Identify your toxic relationship and let go.I have been meaning to write this down since such a long time but I just could not find the emotional strength to put it down.
What exactly is a toxic relationship? People have been in abusive relationships. Mental, physical, verbal and emotional abuse. And if any kind of abuse takes over a relationship it becomes toxic. Please note that I am not trying to be insensitive to any one here. Toxic relationships are not just identified with women in general. Men are also forced to stay in such liaisons.
When you are in a relationship where physical abuse hoovers, you HAVE to get out of that relationship. It wrecks you in every kind of way. But there are so many people who don't realise that they are in a toxic relationship just because physical abuse is not present.
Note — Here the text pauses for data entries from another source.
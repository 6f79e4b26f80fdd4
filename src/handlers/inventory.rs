use super::common::{
    created_response, map_service_error, no_content_response, success_response, validate_input,
    PaginatedResponse, PaginationParams,
};
use crate::{
    auth::{AuthenticatedUser, Role},
    entities::inventory_lot::PaymentStatus,
    errors::{ApiError, ServiceError},
    handlers::AppState,
    services::inventory::{RecordInventory, UpdateInventory},
};
use axum::{
    extract::{Json, Path, Query, State},
    response::Response,
    routing::{delete, get, post, put},
    Router,
};
use rust_decimal::Decimal;
use serde::{Deserialize, Serialize};
use utoipa::ToSchema;
use validator::Validate;

#[derive(Debug, Serialize, Deserialize, Validate, ToSchema)]
pub struct RecordInventoryRequest {
    pub product_id: i64,
    pub store_id: i64,
    #[validate(range(min = 1))]
    pub quantity: i32,
    pub buying_price: Decimal,
    pub selling_price: Decimal,
    pub payment_status: PaymentStatus,
    pub remarks: Option<String>,
}

#[derive(Debug, Serialize, Deserialize, Validate, ToSchema)]
pub struct UpdateInventoryRequest {
    #[validate(range(min = 0))]
    pub quantity_spoilt: Option<i32>,
    pub buying_price: Option<Decimal>,
    pub selling_price: Option<Decimal>,
    pub payment_status: Option<PaymentStatus>,
    pub remarks: Option<String>,
}

#[derive(Debug, Deserialize)]
pub struct ListInventoryQuery {
    pub payment_status: Option<PaymentStatus>,
    #[serde(flatten)]
    pub pagination: PaginationParams,
}

#[derive(Debug, Deserialize)]
pub struct TimelineQuery {
    pub product_id: Option<i64>,
    #[serde(flatten)]
    pub pagination: PaginationParams,
}

#[derive(Debug, Serialize, ToSchema)]
pub struct OnHandResponse {
    pub product_id: i64,
    pub store_id: i64,
    pub quantity: i32,
}

#[utoipa::path(
    post,
    path = "/api/v1/inventory",
    request_body = RecordInventoryRequest,
    responses(
        (status = 201, description = "Inventory lot recorded"),
        (status = 400, description = "Invalid request", body = crate::errors::ErrorResponse),
        (status = 403, description = "Store outside caller's scope", body = crate::errors::ErrorResponse)
    ),
    tag = "inventory"
)]
pub async fn record_inventory(
    State(state): State<AppState>,
    user: AuthenticatedUser,
    Json(payload): Json<RecordInventoryRequest>,
) -> Result<Response, ApiError> {
    validate_input(&payload)?;
    user.ensure_store_scope(&*state.db, payload.store_id)
        .await
        .map_err(map_service_error)?;

    let lot = state
        .services
        .inventory
        .record(
            user.user_id,
            RecordInventory {
                product_id: payload.product_id,
                store_id: payload.store_id,
                quantity: payload.quantity,
                buying_price: payload.buying_price,
                selling_price: payload.selling_price,
                payment_status: payload.payment_status,
                remarks: payload.remarks,
            },
        )
        .await
        .map_err(map_service_error)?;
    Ok(created_response(lot))
}

#[utoipa::path(
    get,
    path = "/api/v1/inventory/{id}",
    params(("id" = i64, Path, description = "Inventory lot ID")),
    responses(
        (status = 200, description = "Inventory lot fetched"),
        (status = 404, description = "Lot not found", body = crate::errors::ErrorResponse)
    ),
    tag = "inventory"
)]
pub async fn get_inventory_lot(
    State(state): State<AppState>,
    user: AuthenticatedUser,
    Path(id): Path<i64>,
) -> Result<Response, ApiError> {
    let lot = state
        .services
        .inventory
        .get(id)
        .await
        .map_err(map_service_error)?;
    user.ensure_store_scope(&*state.db, lot.store_id)
        .await
        .map_err(map_service_error)?;
    if user.role == Role::Clerk && lot.created_by != user.user_id {
        return Err(map_service_error(ServiceError::Forbidden(
            "Clerks may only view their own inventory records".to_string(),
        )));
    }
    Ok(success_response(lot))
}

#[utoipa::path(
    put,
    path = "/api/v1/inventory/{id}",
    params(("id" = i64, Path, description = "Inventory lot ID")),
    request_body = UpdateInventoryRequest,
    responses(
        (status = 200, description = "Inventory lot updated"),
        (status = 400, description = "Invalid request", body = crate::errors::ErrorResponse),
        (status = 404, description = "Lot not found", body = crate::errors::ErrorResponse)
    ),
    tag = "inventory"
)]
pub async fn update_inventory_lot(
    State(state): State<AppState>,
    user: AuthenticatedUser,
    Path(id): Path<i64>,
    Json(payload): Json<UpdateInventoryRequest>,
) -> Result<Response, ApiError> {
    validate_input(&payload)?;
    user.require_role(Role::Admin).map_err(map_service_error)?;
    let lot = state
        .services
        .inventory
        .get(id)
        .await
        .map_err(map_service_error)?;
    user.ensure_store_scope(&*state.db, lot.store_id)
        .await
        .map_err(map_service_error)?;

    let updated = state
        .services
        .inventory
        .update(
            user.user_id,
            id,
            UpdateInventory {
                quantity_spoilt: payload.quantity_spoilt,
                buying_price: payload.buying_price,
                selling_price: payload.selling_price,
                payment_status: payload.payment_status,
                remarks: payload.remarks,
            },
        )
        .await
        .map_err(map_service_error)?;
    Ok(success_response(updated))
}

#[utoipa::path(
    delete,
    path = "/api/v1/inventory/{id}",
    params(("id" = i64, Path, description = "Inventory lot ID")),
    responses(
        (status = 204, description = "Inventory lot deleted"),
        (status = 404, description = "Lot not found", body = crate::errors::ErrorResponse)
    ),
    tag = "inventory"
)]
pub async fn delete_inventory_lot(
    State(state): State<AppState>,
    user: AuthenticatedUser,
    Path(id): Path<i64>,
) -> Result<Response, ApiError> {
    user.require_role(Role::Admin).map_err(map_service_error)?;
    let lot = state
        .services
        .inventory
        .get(id)
        .await
        .map_err(map_service_error)?;
    user.ensure_store_scope(&*state.db, lot.store_id)
        .await
        .map_err(map_service_error)?;

    state
        .services
        .inventory
        .delete(user.user_id, id)
        .await
        .map_err(map_service_error)?;
    Ok(no_content_response())
}

#[utoipa::path(
    get,
    path = "/api/v1/inventory/stores/{store_id}",
    params(
        ("store_id" = i64, Path, description = "Store ID"),
        ("payment_status" = Option<String>, Query, description = "Filter by payment status"),
        PaginationParams
    ),
    responses(
        (status = 200, description = "Store inventory listed"),
        (status = 403, description = "Store outside caller's scope", body = crate::errors::ErrorResponse)
    ),
    tag = "inventory"
)]
pub async fn list_store_inventory(
    State(state): State<AppState>,
    user: AuthenticatedUser,
    Path(store_id): Path<i64>,
    Query(query): Query<ListInventoryQuery>,
) -> Result<Response, ApiError> {
    user.ensure_store_scope(&*state.db, store_id)
        .await
        .map_err(map_service_error)?;
    let page = query.pagination.page();
    let per_page = query.pagination.per_page();
    // Clerks see only the lots they recorded.
    let created_by = (user.role == Role::Clerk).then_some(user.user_id);
    let (lots, total) = state
        .services
        .inventory
        .list_for_store(store_id, query.payment_status, created_by, page, per_page)
        .await
        .map_err(map_service_error)?;
    Ok(success_response(PaginatedResponse::new(
        lots, page, per_page, total,
    )))
}

#[utoipa::path(
    get,
    path = "/api/v1/inventory/stores/{store_id}/timeline",
    params(
        ("store_id" = i64, Path, description = "Store ID"),
        ("product_id" = Option<i64>, Query, description = "Narrow to one product"),
        PaginationParams
    ),
    responses(
        (status = 200, description = "Stock timeline listed, newest first"),
        (status = 403, description = "Store outside caller's scope", body = crate::errors::ErrorResponse)
    ),
    tag = "inventory"
)]
pub async fn store_timeline(
    State(state): State<AppState>,
    user: AuthenticatedUser,
    Path(store_id): Path<i64>,
    Query(query): Query<TimelineQuery>,
) -> Result<Response, ApiError> {
    user.ensure_store_scope(&*state.db, store_id)
        .await
        .map_err(map_service_error)?;
    let page = query.pagination.page();
    let per_page = query.pagination.per_page();
    let recorded_by = (user.role == Role::Clerk).then_some(user.user_id);
    let (events, total) = state
        .services
        .timeline
        .history_for_store(store_id, query.product_id, recorded_by, page, per_page)
        .await
        .map_err(map_service_error)?;
    Ok(success_response(PaginatedResponse::new(
        events, page, per_page, total,
    )))
}

#[utoipa::path(
    get,
    path = "/api/v1/inventory/stores/{store_id}/on-hand/{product_id}",
    params(
        ("store_id" = i64, Path, description = "Store ID"),
        ("product_id" = i64, Path, description = "Product ID")
    ),
    responses(
        (status = 200, description = "On-hand total", body = OnHandResponse),
        (status = 403, description = "Store outside caller's scope", body = crate::errors::ErrorResponse)
    ),
    tag = "inventory"
)]
pub async fn on_hand(
    State(state): State<AppState>,
    user: AuthenticatedUser,
    Path((store_id, product_id)): Path<(i64, i64)>,
) -> Result<Response, ApiError> {
    user.ensure_store_scope(&*state.db, store_id)
        .await
        .map_err(map_service_error)?;
    let quantity = state
        .services
        .inventory
        .on_hand(product_id, store_id)
        .await
        .map_err(map_service_error)?;
    Ok(success_response(OnHandResponse {
        product_id,
        store_id,
        quantity,
    }))
}

pub fn inventory_routes() -> Router<AppState> {
    Router::new()
        .route("/", post(record_inventory))
        .route("/:id", get(get_inventory_lot))
        .route("/:id", put(update_inventory_lot))
        .route("/:id", delete(delete_inventory_lot))
        .route("/stores/:store_id", get(list_store_inventory))
        .route("/stores/:store_id/timeline", get(store_timeline))
        .route("/stores/:store_id/on-hand/:product_id", get(on_hand))
}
Mental and emotional torture is as much a part of a toxic relationship than physical abuse.
So how do you identify toxicity in a relationship?
This is the most common form. If your partner is asserting power on you and your daily lifestyle, then this is it. That power is misused to break relationships with friends and family so that you have no one to rely on except your own partner which in turn gives them more power. You are not allowed to talk on the phone during a certain time of the day, talk to certain people, not allowed to go out and have a breather. And then there is a constant fear of them trying to prove that you were cheating on them, even if that was not the case.
Your partner has so much control over you and yet they expect you do something that isn't in your hands. They keep expecting you to reach to the bar they think they have set but you always fail miserably. Emotional and verbal abuse follows. Fighting resumes and in the end, you're the only one frantically trying to worry yourself to reach their expectations.
YOU ARE NOT ALLOWED TO FEEL.
Your partner likes seeing you suffer. You are only allowed to feel what they feel and then nothing else. If you want to let your feelings flow, they become defensive and pressurise you into keeping your feelings within you. They constantly try to make you feel what they feel without realising that you need to have your own emotions. Emotional blackmailing and getting infuriated when you have your own burst of emotional breakout, spreads more toxicity in the relationship.
ALWAYS BEING CAUTIOUS
You are ALWAYS walking on eggshells around them, not knowing what might trigger their mood. You constantly have to distance yourself from them to avoid upsetting them. You just don't know what to do when they are around just incase verbal diarrhoea is thrown at you.
NOT KNOWING HOW TO APPROACH THEM.
Speaking from personal experience, when you are in a toxic relationship, you start having anxiety before you need to address your problem with them. Any problem or topic you bring up with them, they get infuriated over useless things. You have to think about it a hundred times before you bring it up with them. There will always be something that will trigger them to become abusive all over again.
Learn how to identify the toxicity in your relationship and gather up your courage and self confidence, and WALK OUT. You do not need someone to demean you and constantly put you down just because the way you are. You are amazing. You are strong. You are confident. It may not be easy to walk out but you need to hold on and go ahead. Lean on a family member. Take someone into confidence so that they can perk you up when you think that you will not be able to walk away. Do not let one rotten relationship ruin your present and your future. You are so much more than being someones punch bag.